# Construct a ∆, angle Q=105°,angle R=30° and ∆PQR=12.5cm?

2
by royranjeet2002

2016-03-16T18:26:49+05:30
1) Draw a base of 12.5 cm.

2) Draw bisectors of the angles given.Here,you need to draw 105°/2 = 52.5° and 30°/2 =15° from the ends of the segment.

3) Elongate them till they meet at a point. Say, this point is R.

4) Draw perpendicular bisectors for both the sides.

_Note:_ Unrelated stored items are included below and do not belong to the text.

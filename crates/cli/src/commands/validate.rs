//! `validate` command implementation.

use anyhow::{Context, Result};
use config_loader::ConfigLoader;
use contracts::NodeConfig;
use serde::Serialize;
use tracing::info;

use crate::cli::ValidateArgs;

/// Validation result for JSON output
#[derive(Serialize)]
struct ValidationResult {
    valid: bool,
    config_path: String,
    #[serde(skip_serializing_if = "Option::is_none")]
    error: Option<String>,
    #[serde(skip_serializing_if = "Vec::is_empty")]
    warnings: Vec<String>,
    #[serde(skip_serializing_if = "Option::is_none")]
    summary: Option<ConfigSummary>,
}

#[derive(Serialize)]
struct ConfigSummary {
    keepalive_interval_ms: u64,
    keepalive_timeout_ms: u64,
    max_events: usize,
    max_fingers: u8,
    latency_enabled: bool,
    alignment_bound_us: u64,
}

impl From<&NodeConfig> for ConfigSummary {
    fn from(config: &NodeConfig) -> Self {
        Self {
            keepalive_interval_ms: config.keepalive.interval_ms,
            keepalive_timeout_ms: config.keepalive.timeout_us() / 1_000,
            max_events: config.macrocycle.max_events,
            max_fingers: config.macrocycle.max_fingers,
            latency_enabled: config.latency.enabled,
            alignment_bound_us: config.latency.alignment_bound_us,
        }
    }
}

/// Execute the `validate` command
pub fn run_validate(args: &ValidateArgs) -> Result<()> {
    info!(config = %args.config.display(), "Validating configuration");

    let result = validate_config(args);

    if args.json {
        let json = serde_json::to_string_pretty(&result)
            .context("Failed to serialize validation result")?;
        println!("{json}");
    } else {
        print_validation_result(&result);
    }

    if result.valid {
        Ok(())
    } else {
        anyhow::bail!("Configuration validation failed")
    }
}

fn validate_config(args: &ValidateArgs) -> ValidationResult {
    let config_path = args.config.display().to_string();

    if !args.config.exists() {
        return ValidationResult {
            valid: false,
            error: Some(format!("File not found: {config_path}")),
            config_path,
            warnings: Vec::new(),
            summary: None,
        };
    }

    match ConfigLoader::load_from_path(&args.config) {
        Ok(config) => ValidationResult {
            valid: true,
            config_path,
            error: None,
            warnings: ConfigLoader::warnings(&config),
            summary: Some(ConfigSummary::from(&config)),
        },
        Err(e) => ValidationResult {
            valid: false,
            config_path,
            error: Some(e.to_string()),
            warnings: Vec::new(),
            summary: None,
        },
    }
}

fn print_validation_result(result: &ValidationResult) {
    if result.valid {
        println!("✓ Configuration is valid: {}", result.config_path);

        if let Some(ref summary) = result.summary {
            println!(
                "\n  Keepalive: every {} ms, lost after {} ms",
                summary.keepalive_interval_ms, summary.keepalive_timeout_ms
            );
            println!(
                "  Macrocycle: up to {} events on {} fingers",
                summary.max_events, summary.max_fingers
            );
            println!(
                "  Latency instrumentation: {}",
                if summary.latency_enabled { "on" } else { "off" }
            );
            println!("  Alignment bound: {} us", summary.alignment_bound_us);
        }

        if !result.warnings.is_empty() {
            println!("\n⚠ Warnings:");
            for warning in &result.warnings {
                println!("  - {warning}");
            }
        }
    } else {
        println!("✗ Configuration is invalid: {}", result.config_path);
        if let Some(ref error) = result.error {
            println!("\n  Error: {error}");
        }
    }
}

5) Elongate both the perpendicular bisectors till they meet at the base. These are points P and Q.

6) Join P and Q to R.

7) ∆PQR is complete.

Yay! We completed the construction.Recheck it by measuring the angles and the perimeter.

2016-03-16T18:32:49+05:30
1-draw ab=12.5cm
2-at A construct 105°
3-at B construct 30°
4-draw the angle bisector of angle a&b
5-extend the line as ax and by(mark the meeeting point as p)
6-draw the perpendicular bisector of  AX and BY
7-mark the point where perpendicular bisectors of AX and BY as q and r
8-join PQR
9- pq+qr+pr=12.5cm
10-pqr is the required triangle
ya understoo..
Understood ? U r right but where u have marked A & B, they are not originally vertices of that triangle.The vertices are the points where the perpendicular bisectors meet the base. And those points should be A&B
ya thats right u see. the final triangle is pqr not abc.The vertices are the points where the perpendicular bisectors meet the base is q and r..not A and bis a
.not A and B
k? :)